Seminar Title
Molecular mechanism of non-host defence mediated by active protagonists conferring broad spectrum disease resistance against rice blast (Magnaporthe oryzae) by programmed cell death
Seminar Type
Progress Seminar
Department
Life Science
Speaker Name
Reecha Mohapatra ( Rollno : 520ls2005)
Speaker Type
Student
Venue
LS Seminar Room
Date & Time
31 Jan 2023 4:00 PM
Contact
Prof. Binod Bihari Sahu
Abstract

­­­­­Rice blast is a major disease in rice deterring the crop production up to 30% which in turn affects global food security. Several studies on the identification of the disease resistance genes hitherto resistant cultivar did not solve to culminate the disease from the field. However, there are plants in nature that are not infected by the rice blast pathogen and are known to be non-host. A non-host plant provides broad-spectrum disease resistance against a pathogen race.
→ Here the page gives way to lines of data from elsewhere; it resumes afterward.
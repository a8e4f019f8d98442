use axum::{
    routing::{get, post},
    Router,
};
use std::sync::Arc;
use tower_http::trace::TraceLayer;

use super::handlers;
use crate::services::SendService;

/// Application state shared across handlers.
#[derive(Clone)]
pub struct AppState {
    /// Empty when authentication is disabled.
    pub api_key: String,
    /// None when no sender is configured; /v1/send answers 503.
    pub send_service: Option<Arc<SendService>>,
}

impl AppState {
    pub fn new(api_key: String, send_service: Option<Arc<SendService>>) -> Self {
        Self {
            api_key,
            send_service,
        }
    }
}

/// Creates the main API router with all routes.
pub fn create_router(state: AppState) -> Router {
    Router::new()
        .route("/healthz", get(handlers::health_check))
        .route("/v1/send", post(handlers::send_email))
        .layer(TraceLayer::new_for_http())
        .with_state(state)
}
use axum::{
    extract::{rejection::JsonRejection, State},
    http::{HeaderMap, StatusCode},
    Json,
};

use crate::api::requests::SendEmailRequest;
use crate::api::responses::{HealthResponse, SendEmailResponse};
use crate::observability::mask_email;
use crate::services::SendDisposition;

use super::routes::AppState;

const API_KEY_HEADER: &str = "x-api-key";
const IDEMPOTENCY_KEY_HEADER: &str = "idempotency-key";

/// Liveness probe.
pub async fn health_check() -> Json<HealthResponse> {
    Json(HealthResponse::ok())
}

/// POST /v1/send. The sender-availability and authentication checks run
/// before the body is inspected; validation failures never reach the cache
/// or the sender.
pub async fn send_email(
    State(state): State<AppState>,
    headers: HeaderMap,
    payload: Result<Json<SendEmailRequest>, JsonRejection>,
) -> (StatusCode, Json<SendEmailResponse>) {
    let Some(service) = state.send_service.as_ref() else {
        tracing::warn!("send 503: no sender configured");
        return (
            StatusCode::SERVICE_UNAVAILABLE,
            Json(SendEmailResponse::failure(
                "provider_down",
                "SMTP not configured",
            )),
        );
    };

    if !state.api_key.is_empty() {
        let presented = headers
            .get(API_KEY_HEADER)
            .and_then(|value| value.to_str().ok())
            .unwrap_or_default();
        if presented != state.api_key {
            tracing::warn!("send unauthorized: invalid or missing API key");
            return (
                StatusCode::UNAUTHORIZED,
                Json(SendEmailResponse::failure(
                    "unauthorized",
                    "invalid or missing API key",
                )),
            );
        }
    }

    let request = match payload {
        Ok(Json(request)) => request,
        Err(rejection) => {
            tracing::warn!(error = %rejection.body_text(), "send invalid_request: body parse error");
            return (
                StatusCode::BAD_REQUEST,
                Json(SendEmailResponse::failure(
                    "invalid_request",
                    rejection.body_text(),
                )),
            );
        }
    };

    if let Err(err) = request.validate() {
        tracing::warn!(field = %err.field, "send invalid_destination: {}", err.message);
        return (
            StatusCode::BAD_REQUEST,
            Json(SendEmailResponse::failure("invalid_destination", err.message)),
        );
    }

    // Body field takes precedence over the header; no key means no
    // deduplication.
    let idempotency_key = if !request.idempotency_key.is_empty() {
        Some(request.idempotency_key.clone())
    } else {
        headers
            .get(IDEMPOTENCY_KEY_HEADER)
            .and_then(|value| value.to_str().ok())
            .filter(|value| !value.is_empty())
            .map(str::to_string)
    };

    tracing::debug!(
        to = %mask_email(&request.to),
        keyed = idempotency_key.is_some(),
        "send accepted"
    );

    match service.handle(request, idempotency_key.as_deref()).await {
        SendDisposition::Replayed {
            succeeded,
            message_id,
            provider,
        } => (
            StatusCode::OK,
            Json(SendEmailResponse::replayed(succeeded, message_id, provider)),
        ),
        SendDisposition::Sent {
            message_id,
            provider,
        } => (
            StatusCode::OK,
            Json(SendEmailResponse::sent(message_id, provider)),
        ),
        SendDisposition::Failed { code, message } => (
            StatusCode::INTERNAL_SERVER_ERROR,
            Json(SendEmailResponse::failure(code, message)),
        ),
    }
}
The successive repertoire of effectors actively engages to suppress the pathogen-triggered immunity as well as effector-triggered immunity during non-host resistance (NHR). The infected single cell and neighbouring cells communicate and activate the cell death in an orchestrated fashion. The NHR mechanism results in hypersensitive reactions like oxidative burst and programmed cell death (PCD) at the site of infection that restricts further spreading of the disease into adjacent cells. Although non-host resistance played by various NHR genes is reported, the underlying molecular mechanism of non-host resistance remains elusive. In the preliminary phase of the work, relevant mutants of Arabidopsis were tested and confirmed for homozygosity using molecular markers. Then they were challenged with rice blast and infection dynamics were studied using staining and microscopy. Simultaneously, an ion leakage assay was performed to check the severity of the infection. Thus, the comparative oxidative burst, ion leakage, and cell death study can lead to the identification of the active protagonists from the non-host which in turn would help in accessing the application potential of the same against rice blast disease. Further, the cell death pathway will be studied to delineate its relevance if any in the host.